_Entries shown_
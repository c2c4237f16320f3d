use sea_orm::entity::prelude::*;

/// One aggregate statistics record per player key.
#[derive(Clone, Debug, PartialEq, Eq, DeriveEntityModel)]
#[sea_orm(table_name = "player_stats")]
pub struct Model {
    #[sea_orm(primary_key, auto_increment = false)]
    pub player_id: Uuid,
    pub games_played: i32,
    pub wins: i32,
    pub current_streak: i32,
    pub last_result: String,
    pub created_at: DateTimeWithTimeZone,
    pub updated_at: DateTimeWithTimeZone,
}

#[derive(Copy, Clone, Debug, EnumIter, DeriveRelation)]
pub enum Relation {}

impl ActiveModelBehavior for ActiveModel {}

_How to complete this task_
The entries above must each be repeated exactly.

_Exercise solution_
repository c2c4237f16320f3d
use sea_orm::entity::prelude::*;

/// One aggregate statistics record per player key.
#[derive(Clone, Debug, PartialEq, Eq, DeriveEntityModel)]
#[sea_orm(table_name = "player_stats")]
pub struct Model {
    #[sea_orm(primary_key, auto_increment = false)]
    pub player_id: Uuid,
    pub games_played: i32,
    pub wins: i32,
    pub current_streak: i32,
    pub last_result: String,
    pub created_at: DateTimeWithTimeZone,
    pub updated_at: DateTimeWithTimeZone,
}

#[derive(Copy, Clone, Debug, EnumIter, DeriveRelation)]
pub enum Relation {}

impl ActiveModelBehavior for ActiveModel {}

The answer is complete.